All three streams are collected by a telemetry collector agent running on each host or as a sidecar container. The collector performs initial processing: filtering out high-cardinality noise, sampling traces to a configurable rate, enriching records with environment metadata (service name, version, datacenter), and batching for efficient transmission.

Processed telemetry is then routed to specialized backends. Metrics are written to a time-series database like Prometheus or InfluxDB. Logs are shipped to an aggregation store like Elasticsearch or Loki (see Log Aggregation Pipeline). Traces are sent to a distributed tracing backend like Jaeger or Tempo.

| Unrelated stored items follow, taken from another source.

//! # SQLite database methods
//!
//! This module contains the "low-level" SQLite database interactions.
//!
//! All these interactions are maintained by simple functions (rather than stateful structs) that
//! accept a `&mut SqliteConnection` argument. Callers can obtain a connection from a pool, or
//! create an atomic transaction as the need arises and call through to the functions without any
//! other changes.
use std::env;

use log::info;
use sqlx::{sqlite::SqlitePoolOptions, Error as SqlxError, SqlitePool};

pub mod invoices;
pub mod ledger;
pub mod merchants;
pub mod products;

const SQLITE_DB_URL: &str = "sqlite://data/xanpay_store.db";

pub fn db_url() -> String {
    let result = env::var("XPG_DATABASE_URL").unwrap_or_else(|_| {
        info!("XPG_DATABASE_URL is not set. Using the default.");
        SQLITE_DB_URL.to_string()
    });
    info!("Using database URL: {result}");
    result
}

pub async fn new_pool(url: &str, max_connections: u32) -> Result<SqlitePool, SqlxError> {
    let pool = SqlitePoolOptions::new().max_connections(max_connections).connect(url).await?;
    Ok(pool)
}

A visualization layer (Grafana, Datadog, etc.) queries all three backends, allowing engineers to correlate a spike in the error rate metric with the specific log lines and the distributed trace that caused it. The alerting system subscribes to the metrics backend and fires notifications when thresholds are breached (see Alerting Workflow).

Frequently asked questions

An observability pipeline is the infrastructure that collects, processes, and routes the three pillars of observability — metrics, logs, and traces — from running services to the storage backends and visualization tools engineers use to understand system behavior.

Metrics are numeric time-series aggregates (request rate, error count, CPU usage) that are cheap to store and ideal for alerting. Logs are discrete event records that provide rich detail about what happened. Traces are distributed spans that track a single request across multiple services, revealing latency breakdowns and the call path.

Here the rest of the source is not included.